#### [What is being asked]
Please make an exact transcription of all the data that follows.

_ _ _ _ _

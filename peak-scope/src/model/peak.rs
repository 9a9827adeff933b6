use time::{Duration, OffsetDateTime};

use crate::model::agg::ResolvedFile;

/// Lifecycle position of the peak detector.
#[derive(Debug, Clone, Copy, Eq, PartialEq)]
pub enum DetectorState {
    /// No zero sample seen yet.
    AwaitingBaseline,
    /// Baseline established, rate below threshold.
    Idle { baseline: OffsetDateTime },
    /// Rate crossed the threshold and has not returned to zero.
    InPeak {
        baseline: OffsetDateTime,
        peak_start: OffsetDateTime,
    },
}

impl DetectorState {
    pub fn label(self) -> &'static str {
        match self {
            DetectorState::AwaitingBaseline => "awaiting-baseline",
            DetectorState::Idle { .. } => "idle",
            DetectorState::InPeak { .. } => "in-peak",
        }
    }

    pub fn in_peak(self) -> bool {
        matches!(self, DetectorState::InPeak { .. })
    }
}

/// Timing of a single peak.
#[derive(Debug, Clone, Copy, Eq, PartialEq)]
pub struct PeakWindow {
    pub baseline: OffsetDateTime,
    pub start: OffsetDateTime,
    pub end: Option<OffsetDateTime>,
}

impl PeakWindow {
    pub fn time_to_peak(&self) -> Duration {
        self.start - self.baseline
    }

    pub fn duration(&self) -> Option<Duration> {
        self.end.map(|end| end - self.start)
    }
}

/// Transition emitted by the detector.
#[derive(Debug, Clone, Copy, Eq, PartialEq)]
pub enum PeakEvent {
    Baseline { at: OffsetDateTime },
    Started(PeakWindow),
    Ended(PeakWindow),
}

/// Why a peak window was closed.
#[derive(Debug, Clone, Copy, Eq, PartialEq)]
pub enum CloseReason {
    /// Rate returned to zero.
    ReturnedToZero,
    /// Device stream ended mid-peak.
    InputClosed,
    /// Operator interrupt mid-peak.
    Interrupted,
}

impl CloseReason {
    pub fn label(self) -> &'static str {
        match self {
            CloseReason::ReturnedToZero => "returned to zero",
            CloseReason::InputClosed => "input closed",
            CloseReason::Interrupted => "interrupted",
        }
    }
}

/// Everything reported when a peak closes.
#[derive(Debug, Clone)]
pub struct PeakReport {
    pub window: PeakWindow,
    pub reason: CloseReason,
    pub files: Vec<ResolvedFile>,
    /// Files seen in the window, ranked or not.
    pub files_seen: usize,
    /// Whether the sampler was alive when the window closed.
    pub sampler_alive: bool,
}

_ _ _ _ _

#### [Result below]
filename peak-scope/src/model/peak.rs
repository 9a9827adeff933b6
use time::{Duration, OffsetDateTime};

use crate::model::agg::ResolvedFile;

/// Lifecycle position of the peak detector.
#[derive(Debug, Clone, Copy, Eq, PartialEq)]
pub enum DetectorState {
    /// No zero sample seen yet.
    AwaitingBaseline,
    /// Baseline established, rate below threshold.
    Idle { baseline: OffsetDateTime },
    /// Rate crossed the threshold and has not returned to zero.
    InPeak {
        baseline: OffsetDateTime,
        peak_start: OffsetDateTime,
    },
}

impl DetectorState {
    pub fn label(self) -> &'static str {
        match self {
            DetectorState::AwaitingBaseline => "awaiting-baseline",
            DetectorState::Idle { .. } => "idle",
            DetectorState::InPeak { .. } => "in-peak",
        }
    }

    pub fn in_peak(self) -> bool {
        matches!(self, DetectorState::InPeak { .. })
    }
}

/// Timing of a single peak.
#[derive(Debug, Clone, Copy, Eq, PartialEq)]
pub struct PeakWindow {
    pub baseline: OffsetDateTime,
    pub start: OffsetDateTime,
    pub end: Option<OffsetDateTime>,
}

impl PeakWindow {
    pub fn time_to_peak(&self) -> Duration {
        self.start - self.baseline
    }

    pub fn duration(&self) -> Option<Duration> {
        self.end.map(|end| end - self.start)
    }
}

/// Transition emitted by the detector.
#[derive(Debug, Clone, Copy, Eq, PartialEq)]
pub enum PeakEvent {
    Baseline { at: OffsetDateTime },
    Started(PeakWindow),
    Ended(PeakWindow),
}

/// Why a peak window was closed.
#[derive(Debug, Clone, Copy, Eq, PartialEq)]
pub enum CloseReason {
    /// Rate returned to zero.
    ReturnedToZero,
    /// Device stream ended mid-peak.
    InputClosed,
    /// Operator interrupt mid-peak.
    Interrupted,
}

impl CloseReason {
    pub fn label(self) -> &'static str {
        match self {
            CloseReason::ReturnedToZero => "returned to zero",
            CloseReason::InputClosed => "input closed",
            CloseReason::Interrupted => "interrupted",
        }
    }
}

/// Everything reported when a peak closes.
#[derive(Debug, Clone)]
pub struct PeakReport {
    pub window: PeakWindow,
    pub reason: CloseReason,
    pub files: Vec<ResolvedFile>,
    /// Files seen in the window, ranked or not.
    pub files_seen: usize,
    /// Whether the sampler was alive when the window closed.
    pub sampler_alive: bool,
}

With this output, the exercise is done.